Experiências que realizamos indicam que a intuição das mulheres é melhor que a dos homens, mas, numa grande sondagem que fizemos na Alemanha, ficou claro que a maioria das mulheres acha que os homens têm uma melhor intuição sobre acções da bolsa de valores, e a maioria dos homens também pensa ter melhor intuição que as mulheres nessa área. Mas não há evidência alguma disso. Trata-se da velha história de associar a mulher a seu papel no lar e não fora de casa, como acontece ainda em muitas culturas. As mulheres pensam que são muito melhores em tudo o que está relacionado a situações interpessoais e os homens em tudo o que tem a ver com ciência, dinheiro. Essa percepção está na cabeça das pessoas – e é importante quebrar isso. Porque a verdade é que os homens podem ter boas intuições e as mulheres podem pensar com bastante clareza. Às vezes, muito melhor que os homens.

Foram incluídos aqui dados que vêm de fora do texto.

// ABOUTME: Environment-based server configuration for the task log stream service
// ABOUTME: Loads bind address, port, SSE and CORS settings from environment variables
//
// SPDX-License-Identifier: MIT OR Apache-2.0
// Copyright (c) 2025 Pierre Fitness Intelligence

//! Server configuration loaded from the process environment.
//!
//! Every value has a default from [`crate::constants`]; only values that are
//! present but malformed produce an error.

use super::network::{CorsConfig, SseConfig};
use crate::constants::network_config;
use crate::errors::{AppError, AppResult};
use serde::{Deserialize, Serialize};
use std::env;
use std::net::{IpAddr, SocketAddr};
use tracing::info;

/// Top-level server configuration
#[derive(Debug, Clone, Serialize, Deserialize)]
pub struct ServerConfig {
    /// Address the HTTP listener binds to
    pub host: IpAddr,
    /// HTTP port
    pub http_port: u16,
    /// SSE stream settings
    pub sse: SseConfig,
    /// CORS settings
    pub cors: CorsConfig,
}

impl Default for ServerConfig {
    fn default() -> Self {
        Self {
            host: IpAddr::from([0, 0, 0, 0]),
            http_port: network_config::DEFAULT_HTTP_PORT,
            sse: SseConfig::default(),
            cors: CorsConfig::default(),
        }
    }
}

impl ServerConfig {
    /// Load configuration from environment variables
    ///
    /// # Errors
    ///
    /// Returns an error if any variable is set to a value that cannot be parsed
    pub fn from_env() -> AppResult<Self> {
        info!("Loading configuration from environment variables");

        let host = env_var_or("HOST", network_config::DEFAULT_HOST)
            .parse()
            .map_err(|e| AppError::config_invalid(format!("Invalid HOST value: {e}")))?;
        let http_port = env_var_or("HTTP_PORT", &network_config::DEFAULT_HTTP_PORT.to_string())
            .parse()
            .map_err(|e| AppError::config_invalid(format!("Invalid HTTP_PORT value: {e}")))?;

        Ok(Self {
            host,
            http_port,
            sse: SseConfig::from_env()?,
            cors: CorsConfig::from_env(),
        })
    }

    /// Socket address for the HTTP listener
    #[must_use]
    pub const fn bind_addr(&self) -> SocketAddr {
        SocketAddr::new(self.host, self.http_port)
    }

    /// Human-readable configuration summary for startup logs
    #[must_use]
    pub fn summary(&self) -> String {
        format!(
            "Task Log Stream Configuration:\n\
             - Bind Address: {}\n\
             - Completion Close Delay: {}ms\n\
             - Keep-Alive Interval: {}s\n\
             - Idle Timeout: {}\n\
             - CORS Origins: {}",
            self.bind_addr(),
            self.sse.close_delay_ms,
            self.sse.keepalive_interval_secs,
            self.sse
                .connection_timeout()
                .map_or_else(|| "disabled".to_owned(), |d| format!("{}s", d.as_secs())),
            if self.cors.allowed_origins.is_empty() {
                "*"
            } else {
                self.cors.allowed_origins.as_str()
            },
        )
    }
}

fn env_var_or(key: &str, default: &str) -> String {
    env::var(key).unwrap_or_else(|_| default.to_owned())
}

Até que ponto informação demais atrapalha e traz insatisfação?
Há indícios de que as pessoas mais satisfeitas com as próprias decisões são as que usam mais a intuição. Decidem com base num primeiro motivo ou opção que pareçam bons o suficiente para elas – em vez de esperar ter todas as opções antes de escolher a melhor. É a mesma lógica de quando procuro um programa na TV. Passo por todos os canais e não consigo encontrar nada. Quando me decido, o programa que escolhi já acabou. Eu nunca consigo me satisfazer se tenho sempre essa mentalidade. Então, se eu encontrar algo que me agrade, prefiro me dar por satisfeito, em vez de ficar eternamente com medo de ter perdido algo melhor. Muitas intuições são baseadas neste princípio: escolher uma coisa que acho boa o suficiente para mim. E assim podemos exercitar um pouco de filosofia de vida. Não podemos ter tudo, não podemos sempre ter o melhor. Temos que treinar isso.

De que maneira?
Um exercício simples é ir ao restaurante e escolher uma das primeiras opções do menu, sem procurar demais. É um exercício difícil para muitas pessoas. Porque sempre se pensa que se está perdendo algo que poderia ser melhor. Mas isso conseguimos aprender. O mesmo se aplica à escolha do parceiro. Há muitos homens e muitas mulheres que nunca estão satisfeitos com seus parceiros porque nunca estão certos se não haveria alguém melhor ainda. Claro que sempre existe alguém melhor. Mas, por outro lado, todos têm seus altos e baixos e, em princípio, podemos nos dar por satisfeitos se a pessoa de quem gostamos é alguém que nos agrada, que nos ama, alguém em quem podemos confiar.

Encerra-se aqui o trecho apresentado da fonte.